Thus deceptive and unethical marketing practices likely lead to overuse of the drug, and overuse of the drug likely lead to sick (via myocardial infarction [heart attack], stroke, venous thromboembolism or thrombosis of vascular access [drug clots], or tumor progression) or dead patients.

One would think that the consequences of the particular bad behavior alleged in this case would have lead to more zealous prosecution and to the pursuit of actual people who authorized, directed or implemented the bad behavior.  However, it did not.


One would also think that the nature and consequences of this bad behavior would harm the reputation of the company and its leadership.  Instead, it appears that soon after the settlement was announced, top US elected leaders were fawning over this company and its leadership, and rushing to legislate special treatment for it.

Special Treatment from Legislators

Yet soon after these disconcerting revelations that should have shamed Amgen and its leadership, it appears that the company benefited from legislation narrowly crafted mainly just for to suit its interests, and with the aid of allies from both parties within the US government.  That story was again just reported by the New York Times.  The basics are:

Just two weeks after pleading guilty in a major federal fraud case, Amgen, the world’s largest biotechnology firm, scored a largely unnoticed coup on Capitol Hill: Lawmakers inserted a paragraph into the "fiscal cliff"  bill that did not mention the company by name but strongly favored one of its drugs. 
 
The language buried in Section 632 of the law delays a set of Medicare price restraints on a class of drugs that includes Sensipar, a lucrative Amgen pill used by kidney dialysis patients.

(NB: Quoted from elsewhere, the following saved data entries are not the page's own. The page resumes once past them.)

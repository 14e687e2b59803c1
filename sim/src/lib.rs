//! `sim`: Scenario simulator and slice session driver.
//!
//! Generates ground truth and noisy report streams, replays them through the
//! reference calculator in overlapping slices and scores the result.

pub mod accuracy;
pub mod report_sim;
pub mod scenarios;
pub mod session;
pub mod target;

pub use accuracy::AccuracyMetrics;
pub use report_sim::{ReportSimulator, SimReport, SimSensor};
pub use scenarios::{Scenario, ScenarioKind};
pub use session::{simulate, SimulationLog, SliceSession};
pub use target::{MotionSpec, TruthSample, TruthTarget};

The provision gives Amgen an additional two years to sell Sensipar without government controls. The news was so welcome that the company’s chief executive quickly relayed it to investment analysts.  But it is projected to cost Medicare up to $500 million over that period.[That would almost make up for the fine the company had to pay for illegal marketing and to settle kickback charges - Ed]

Amgen, which has a small army of 74 lobbyists in the capital, was the only company to argue aggressively for the delay, according to several Congressional aides of both parties. 

But the Times article noted that it was not just the size of its army of lobbyists that did it.  

 Amgen has deep financial and political ties to lawmakers like Senate Minority Leader Mitch McConnell, Republican of Kentucky, and Senators Max Baucus, Democrat of Montana, and Orrin G Hatch, Republican of Utah, who hold heavy sway over Medicare payment policy as the leaders of the Finance Committee. 

In particular, Amgen

has a deep bench of Washington lobbyists that includes Jeff Forbes, the former chief of staff to Mr. Baucus; Hunter Bates, the former chief of staff for Mr. McConnell; and Tony Podesta, whose fast-growing lobbying firm has unusually close ties to the White House.

Amgen’s employees and political action committee have distributed nearly $5 million in contributions to political candidates and committees since 2007, including $67,750 to Mr. Baucus, the Finance Committee chairman, and $59,000 to Mr. Hatch, the committee’s ranking Republican. They gave an additional $73,000 to Mr. McConnell, some of it at a fund-raising event for him that it helped sponsor in December while the debate over the fiscal legislation was under way. More than $141,000 has also gone from Amgen employees to President Obama’s campaigns.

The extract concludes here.